■ Stored items ■
■ ■ ■ ■ ■

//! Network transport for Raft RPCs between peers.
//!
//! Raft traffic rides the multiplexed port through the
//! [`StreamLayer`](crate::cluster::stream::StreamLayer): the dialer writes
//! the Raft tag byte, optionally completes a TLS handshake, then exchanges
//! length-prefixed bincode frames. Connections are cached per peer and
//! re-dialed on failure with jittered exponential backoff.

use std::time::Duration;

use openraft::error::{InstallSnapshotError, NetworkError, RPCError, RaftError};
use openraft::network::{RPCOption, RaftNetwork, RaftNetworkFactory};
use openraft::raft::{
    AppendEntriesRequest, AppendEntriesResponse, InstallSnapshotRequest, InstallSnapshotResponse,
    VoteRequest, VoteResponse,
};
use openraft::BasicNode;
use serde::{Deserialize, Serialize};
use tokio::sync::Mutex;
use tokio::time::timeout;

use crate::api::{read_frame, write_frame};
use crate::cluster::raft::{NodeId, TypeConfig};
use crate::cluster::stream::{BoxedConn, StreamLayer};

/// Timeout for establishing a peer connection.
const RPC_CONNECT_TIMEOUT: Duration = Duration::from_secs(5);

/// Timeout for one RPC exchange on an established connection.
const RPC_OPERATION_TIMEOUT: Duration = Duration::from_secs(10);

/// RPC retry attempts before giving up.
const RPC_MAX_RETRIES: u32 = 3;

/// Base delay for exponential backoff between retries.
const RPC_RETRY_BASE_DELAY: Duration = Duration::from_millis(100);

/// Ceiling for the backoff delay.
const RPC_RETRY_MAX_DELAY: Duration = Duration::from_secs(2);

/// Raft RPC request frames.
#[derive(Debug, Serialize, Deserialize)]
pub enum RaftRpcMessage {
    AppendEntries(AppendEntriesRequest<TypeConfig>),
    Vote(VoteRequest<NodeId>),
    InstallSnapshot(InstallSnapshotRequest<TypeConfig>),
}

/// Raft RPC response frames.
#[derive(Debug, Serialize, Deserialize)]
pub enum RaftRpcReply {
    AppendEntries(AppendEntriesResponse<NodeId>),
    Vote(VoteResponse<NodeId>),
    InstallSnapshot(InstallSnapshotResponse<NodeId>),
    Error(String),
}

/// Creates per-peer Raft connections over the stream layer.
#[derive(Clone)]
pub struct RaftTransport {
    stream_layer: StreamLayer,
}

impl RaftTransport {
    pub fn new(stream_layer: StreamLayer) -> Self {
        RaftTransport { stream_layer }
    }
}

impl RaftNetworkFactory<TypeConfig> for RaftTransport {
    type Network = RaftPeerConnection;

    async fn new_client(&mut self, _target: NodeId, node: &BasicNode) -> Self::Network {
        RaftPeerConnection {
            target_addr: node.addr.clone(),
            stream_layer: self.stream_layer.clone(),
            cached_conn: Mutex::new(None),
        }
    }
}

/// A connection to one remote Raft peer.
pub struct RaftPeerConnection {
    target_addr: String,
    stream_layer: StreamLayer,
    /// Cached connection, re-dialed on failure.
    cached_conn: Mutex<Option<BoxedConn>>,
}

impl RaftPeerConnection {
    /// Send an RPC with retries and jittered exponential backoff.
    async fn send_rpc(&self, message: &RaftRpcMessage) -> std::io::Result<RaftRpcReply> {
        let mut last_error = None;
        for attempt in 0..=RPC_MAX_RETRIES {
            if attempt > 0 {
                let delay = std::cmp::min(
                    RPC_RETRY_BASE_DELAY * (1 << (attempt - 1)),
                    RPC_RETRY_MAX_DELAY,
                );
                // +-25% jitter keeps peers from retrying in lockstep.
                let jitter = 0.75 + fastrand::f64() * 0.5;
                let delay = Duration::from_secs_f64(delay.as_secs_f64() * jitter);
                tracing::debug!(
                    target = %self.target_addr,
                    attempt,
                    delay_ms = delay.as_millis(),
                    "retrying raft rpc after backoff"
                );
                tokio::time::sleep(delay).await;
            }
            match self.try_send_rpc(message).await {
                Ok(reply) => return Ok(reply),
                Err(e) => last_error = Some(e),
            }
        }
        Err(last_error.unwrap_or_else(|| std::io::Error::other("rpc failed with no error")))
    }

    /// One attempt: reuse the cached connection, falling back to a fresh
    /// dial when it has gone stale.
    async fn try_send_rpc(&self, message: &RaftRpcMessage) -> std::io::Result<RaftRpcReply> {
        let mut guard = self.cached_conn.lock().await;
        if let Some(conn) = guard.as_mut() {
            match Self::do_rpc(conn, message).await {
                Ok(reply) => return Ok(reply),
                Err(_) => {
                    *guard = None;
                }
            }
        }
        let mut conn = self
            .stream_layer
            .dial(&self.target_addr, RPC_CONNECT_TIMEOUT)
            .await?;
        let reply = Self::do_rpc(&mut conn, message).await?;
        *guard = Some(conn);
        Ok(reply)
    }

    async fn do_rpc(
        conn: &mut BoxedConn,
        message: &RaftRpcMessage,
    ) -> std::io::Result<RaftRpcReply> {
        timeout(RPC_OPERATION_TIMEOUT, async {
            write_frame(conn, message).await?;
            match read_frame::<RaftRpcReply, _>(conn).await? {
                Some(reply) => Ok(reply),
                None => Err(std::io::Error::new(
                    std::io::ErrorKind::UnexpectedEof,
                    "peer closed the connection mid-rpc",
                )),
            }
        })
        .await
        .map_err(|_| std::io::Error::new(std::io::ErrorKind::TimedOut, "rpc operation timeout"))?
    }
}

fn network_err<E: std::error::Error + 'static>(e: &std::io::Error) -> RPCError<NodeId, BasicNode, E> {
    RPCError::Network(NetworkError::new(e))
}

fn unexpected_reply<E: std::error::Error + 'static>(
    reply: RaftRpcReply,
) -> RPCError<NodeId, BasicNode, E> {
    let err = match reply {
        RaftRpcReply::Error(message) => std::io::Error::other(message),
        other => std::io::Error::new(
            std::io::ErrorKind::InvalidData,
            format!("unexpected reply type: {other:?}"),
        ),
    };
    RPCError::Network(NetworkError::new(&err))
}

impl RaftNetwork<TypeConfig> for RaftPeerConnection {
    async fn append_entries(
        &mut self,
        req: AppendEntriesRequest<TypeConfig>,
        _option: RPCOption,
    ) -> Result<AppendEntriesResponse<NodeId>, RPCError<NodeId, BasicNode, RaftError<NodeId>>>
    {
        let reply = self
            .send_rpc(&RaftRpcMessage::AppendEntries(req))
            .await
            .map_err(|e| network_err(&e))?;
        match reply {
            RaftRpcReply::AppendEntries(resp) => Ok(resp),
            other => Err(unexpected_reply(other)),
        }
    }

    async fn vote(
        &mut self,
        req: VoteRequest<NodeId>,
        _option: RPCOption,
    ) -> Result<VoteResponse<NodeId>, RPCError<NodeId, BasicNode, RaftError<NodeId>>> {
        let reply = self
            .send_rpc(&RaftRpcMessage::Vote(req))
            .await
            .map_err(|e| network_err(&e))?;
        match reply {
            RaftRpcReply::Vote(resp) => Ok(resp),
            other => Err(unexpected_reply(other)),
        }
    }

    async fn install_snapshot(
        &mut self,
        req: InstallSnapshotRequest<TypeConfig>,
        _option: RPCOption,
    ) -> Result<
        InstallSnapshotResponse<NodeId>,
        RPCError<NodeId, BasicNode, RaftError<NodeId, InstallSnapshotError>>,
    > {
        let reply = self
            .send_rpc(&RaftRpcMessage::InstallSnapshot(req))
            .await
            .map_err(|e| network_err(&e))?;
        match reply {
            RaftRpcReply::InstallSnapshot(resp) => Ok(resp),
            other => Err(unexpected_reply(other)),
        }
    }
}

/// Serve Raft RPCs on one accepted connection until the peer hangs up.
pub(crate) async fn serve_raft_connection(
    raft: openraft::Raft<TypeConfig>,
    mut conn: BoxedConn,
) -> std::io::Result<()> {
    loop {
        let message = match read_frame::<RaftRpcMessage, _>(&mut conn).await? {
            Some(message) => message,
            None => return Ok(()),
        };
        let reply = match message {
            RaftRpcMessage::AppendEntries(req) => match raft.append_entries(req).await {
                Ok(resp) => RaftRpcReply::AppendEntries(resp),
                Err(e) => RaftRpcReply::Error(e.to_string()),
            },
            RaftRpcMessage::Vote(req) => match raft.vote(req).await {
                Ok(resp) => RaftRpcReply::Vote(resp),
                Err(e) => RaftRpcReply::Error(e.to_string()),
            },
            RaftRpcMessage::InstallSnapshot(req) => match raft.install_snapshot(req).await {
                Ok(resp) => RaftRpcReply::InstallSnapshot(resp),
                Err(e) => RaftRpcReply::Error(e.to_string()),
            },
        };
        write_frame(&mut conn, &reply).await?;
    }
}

■ ■ ■ ■ ■

■ Your objective ■
Copy out every line of the data that includes "dialed".

■ Solution ■
//! re-dialed on failure with jittered exponential backoff.
    /// Cached connection, re-dialed on failure.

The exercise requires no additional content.